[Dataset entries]
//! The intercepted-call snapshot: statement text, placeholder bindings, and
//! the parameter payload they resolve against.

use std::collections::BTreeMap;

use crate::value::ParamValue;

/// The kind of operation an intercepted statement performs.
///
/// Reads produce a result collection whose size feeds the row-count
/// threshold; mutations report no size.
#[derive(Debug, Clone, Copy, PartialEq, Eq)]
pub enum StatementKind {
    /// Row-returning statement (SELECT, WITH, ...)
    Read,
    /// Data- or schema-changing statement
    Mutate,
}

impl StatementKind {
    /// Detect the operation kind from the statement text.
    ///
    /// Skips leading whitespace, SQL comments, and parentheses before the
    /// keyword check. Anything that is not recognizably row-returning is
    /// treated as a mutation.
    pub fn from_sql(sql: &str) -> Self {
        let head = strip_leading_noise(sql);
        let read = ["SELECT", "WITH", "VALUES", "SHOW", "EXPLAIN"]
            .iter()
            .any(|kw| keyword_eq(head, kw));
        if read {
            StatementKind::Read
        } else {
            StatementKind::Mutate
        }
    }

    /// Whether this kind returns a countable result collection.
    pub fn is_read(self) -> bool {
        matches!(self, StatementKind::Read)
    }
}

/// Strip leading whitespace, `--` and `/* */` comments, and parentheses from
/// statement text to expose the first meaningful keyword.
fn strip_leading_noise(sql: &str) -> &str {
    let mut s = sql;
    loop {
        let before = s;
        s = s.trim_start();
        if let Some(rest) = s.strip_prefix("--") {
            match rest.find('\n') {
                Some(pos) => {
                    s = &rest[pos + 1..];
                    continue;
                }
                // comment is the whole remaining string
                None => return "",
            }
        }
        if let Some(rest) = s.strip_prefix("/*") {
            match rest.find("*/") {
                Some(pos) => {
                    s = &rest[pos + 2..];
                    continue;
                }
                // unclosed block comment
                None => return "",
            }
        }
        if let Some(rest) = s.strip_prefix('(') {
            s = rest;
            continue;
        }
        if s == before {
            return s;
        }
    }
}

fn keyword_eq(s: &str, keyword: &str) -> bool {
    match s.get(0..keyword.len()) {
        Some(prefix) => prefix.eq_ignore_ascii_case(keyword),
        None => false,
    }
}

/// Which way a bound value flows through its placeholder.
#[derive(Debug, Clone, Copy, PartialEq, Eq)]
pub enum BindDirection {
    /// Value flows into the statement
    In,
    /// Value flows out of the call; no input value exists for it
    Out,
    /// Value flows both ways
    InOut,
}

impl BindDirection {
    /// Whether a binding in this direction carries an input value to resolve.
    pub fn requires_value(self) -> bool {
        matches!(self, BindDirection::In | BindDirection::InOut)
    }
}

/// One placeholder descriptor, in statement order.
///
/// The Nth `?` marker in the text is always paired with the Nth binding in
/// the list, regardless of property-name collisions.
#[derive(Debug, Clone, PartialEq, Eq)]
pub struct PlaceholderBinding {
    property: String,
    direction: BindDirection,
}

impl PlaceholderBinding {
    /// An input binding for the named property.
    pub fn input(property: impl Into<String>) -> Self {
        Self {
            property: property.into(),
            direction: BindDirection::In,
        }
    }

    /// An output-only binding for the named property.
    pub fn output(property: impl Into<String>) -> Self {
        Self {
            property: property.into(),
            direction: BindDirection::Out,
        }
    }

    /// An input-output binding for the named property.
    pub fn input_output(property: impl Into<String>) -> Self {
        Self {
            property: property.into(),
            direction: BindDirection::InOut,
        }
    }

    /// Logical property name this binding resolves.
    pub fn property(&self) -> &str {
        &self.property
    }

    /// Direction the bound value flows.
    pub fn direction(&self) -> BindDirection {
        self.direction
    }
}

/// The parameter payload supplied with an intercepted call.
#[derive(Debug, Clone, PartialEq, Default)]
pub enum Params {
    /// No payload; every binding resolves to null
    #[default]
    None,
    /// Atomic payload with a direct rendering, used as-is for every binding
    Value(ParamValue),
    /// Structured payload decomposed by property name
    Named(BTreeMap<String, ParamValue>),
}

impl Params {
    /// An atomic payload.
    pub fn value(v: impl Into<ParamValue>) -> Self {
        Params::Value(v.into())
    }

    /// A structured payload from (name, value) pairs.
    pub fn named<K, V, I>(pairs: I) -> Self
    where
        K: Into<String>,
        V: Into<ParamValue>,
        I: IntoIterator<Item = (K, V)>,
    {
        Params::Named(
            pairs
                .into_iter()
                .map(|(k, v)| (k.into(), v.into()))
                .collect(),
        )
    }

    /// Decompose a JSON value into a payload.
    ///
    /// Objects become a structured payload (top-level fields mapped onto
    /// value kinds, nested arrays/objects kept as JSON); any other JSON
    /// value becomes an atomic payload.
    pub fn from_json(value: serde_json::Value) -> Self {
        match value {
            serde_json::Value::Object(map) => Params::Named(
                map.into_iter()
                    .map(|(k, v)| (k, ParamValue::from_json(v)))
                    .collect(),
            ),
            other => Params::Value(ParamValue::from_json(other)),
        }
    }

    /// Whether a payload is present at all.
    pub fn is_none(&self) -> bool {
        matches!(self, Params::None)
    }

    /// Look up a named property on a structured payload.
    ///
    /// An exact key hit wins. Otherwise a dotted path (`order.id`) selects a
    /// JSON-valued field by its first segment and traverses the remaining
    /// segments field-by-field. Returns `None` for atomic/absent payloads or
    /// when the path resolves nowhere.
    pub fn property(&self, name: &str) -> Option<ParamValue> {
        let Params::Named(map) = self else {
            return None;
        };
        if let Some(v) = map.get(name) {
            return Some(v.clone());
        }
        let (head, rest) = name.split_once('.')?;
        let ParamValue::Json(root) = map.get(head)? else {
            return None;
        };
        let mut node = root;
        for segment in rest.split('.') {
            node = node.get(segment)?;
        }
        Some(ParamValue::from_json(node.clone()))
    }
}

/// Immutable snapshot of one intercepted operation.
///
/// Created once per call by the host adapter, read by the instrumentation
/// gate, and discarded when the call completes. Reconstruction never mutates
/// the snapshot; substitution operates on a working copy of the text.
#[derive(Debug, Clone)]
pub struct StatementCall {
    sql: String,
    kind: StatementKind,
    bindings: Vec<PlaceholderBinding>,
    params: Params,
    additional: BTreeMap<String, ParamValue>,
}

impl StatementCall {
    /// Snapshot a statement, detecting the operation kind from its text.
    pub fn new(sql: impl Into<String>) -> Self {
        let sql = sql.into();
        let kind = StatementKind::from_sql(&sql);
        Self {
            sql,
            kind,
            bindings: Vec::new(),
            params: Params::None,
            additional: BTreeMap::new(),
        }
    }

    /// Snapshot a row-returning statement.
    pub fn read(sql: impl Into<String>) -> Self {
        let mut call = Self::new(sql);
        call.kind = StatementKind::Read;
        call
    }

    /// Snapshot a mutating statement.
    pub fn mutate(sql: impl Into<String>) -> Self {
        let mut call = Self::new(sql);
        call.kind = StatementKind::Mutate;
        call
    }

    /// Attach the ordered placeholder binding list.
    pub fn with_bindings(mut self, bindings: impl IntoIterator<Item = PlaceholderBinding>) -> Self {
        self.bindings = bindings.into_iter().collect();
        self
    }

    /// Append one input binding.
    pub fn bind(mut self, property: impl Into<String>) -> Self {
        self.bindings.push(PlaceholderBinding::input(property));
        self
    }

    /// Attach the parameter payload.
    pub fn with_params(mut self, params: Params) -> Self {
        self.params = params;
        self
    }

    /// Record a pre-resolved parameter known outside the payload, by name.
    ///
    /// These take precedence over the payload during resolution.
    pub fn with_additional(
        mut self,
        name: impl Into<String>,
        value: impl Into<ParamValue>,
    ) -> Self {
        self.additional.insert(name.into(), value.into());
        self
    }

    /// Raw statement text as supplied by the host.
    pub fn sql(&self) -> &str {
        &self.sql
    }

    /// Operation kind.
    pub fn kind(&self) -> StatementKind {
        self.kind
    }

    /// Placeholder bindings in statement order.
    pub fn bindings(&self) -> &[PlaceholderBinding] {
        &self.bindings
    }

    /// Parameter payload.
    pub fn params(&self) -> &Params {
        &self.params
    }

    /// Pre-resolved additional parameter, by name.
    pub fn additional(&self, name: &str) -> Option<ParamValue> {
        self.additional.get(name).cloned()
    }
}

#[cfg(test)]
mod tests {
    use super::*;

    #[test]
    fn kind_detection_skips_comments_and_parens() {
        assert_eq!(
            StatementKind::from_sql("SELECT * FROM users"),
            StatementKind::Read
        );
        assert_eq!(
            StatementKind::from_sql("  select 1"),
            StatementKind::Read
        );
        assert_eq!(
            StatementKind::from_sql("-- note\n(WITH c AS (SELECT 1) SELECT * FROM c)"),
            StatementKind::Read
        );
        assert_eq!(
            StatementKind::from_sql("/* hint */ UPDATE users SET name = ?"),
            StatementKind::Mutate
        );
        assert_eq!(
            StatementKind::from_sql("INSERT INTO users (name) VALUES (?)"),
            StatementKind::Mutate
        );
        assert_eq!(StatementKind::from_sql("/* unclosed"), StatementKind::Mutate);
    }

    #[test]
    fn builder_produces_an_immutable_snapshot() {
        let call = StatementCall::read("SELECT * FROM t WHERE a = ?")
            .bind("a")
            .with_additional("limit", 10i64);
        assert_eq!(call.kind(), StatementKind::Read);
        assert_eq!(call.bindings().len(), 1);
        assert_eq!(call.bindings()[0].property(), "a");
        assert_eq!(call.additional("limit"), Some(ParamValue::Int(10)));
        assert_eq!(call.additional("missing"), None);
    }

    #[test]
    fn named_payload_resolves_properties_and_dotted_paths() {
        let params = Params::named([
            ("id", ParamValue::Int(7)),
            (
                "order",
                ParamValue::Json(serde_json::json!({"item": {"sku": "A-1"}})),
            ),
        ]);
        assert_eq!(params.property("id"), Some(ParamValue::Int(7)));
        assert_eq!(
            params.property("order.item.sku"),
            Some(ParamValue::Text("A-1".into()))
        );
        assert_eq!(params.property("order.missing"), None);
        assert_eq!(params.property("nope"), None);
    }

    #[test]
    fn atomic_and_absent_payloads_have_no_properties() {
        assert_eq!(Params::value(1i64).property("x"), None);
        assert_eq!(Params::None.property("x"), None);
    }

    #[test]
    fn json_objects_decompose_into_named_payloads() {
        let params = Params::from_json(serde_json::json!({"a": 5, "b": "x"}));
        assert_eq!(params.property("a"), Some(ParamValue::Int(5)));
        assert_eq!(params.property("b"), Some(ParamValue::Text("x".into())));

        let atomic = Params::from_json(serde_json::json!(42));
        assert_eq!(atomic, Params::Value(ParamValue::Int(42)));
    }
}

TO DO =>
Of all the entries above, how many lines contain the string "missing"? Answer with the number only.

ANSWER TO THE PROBLEM =>
2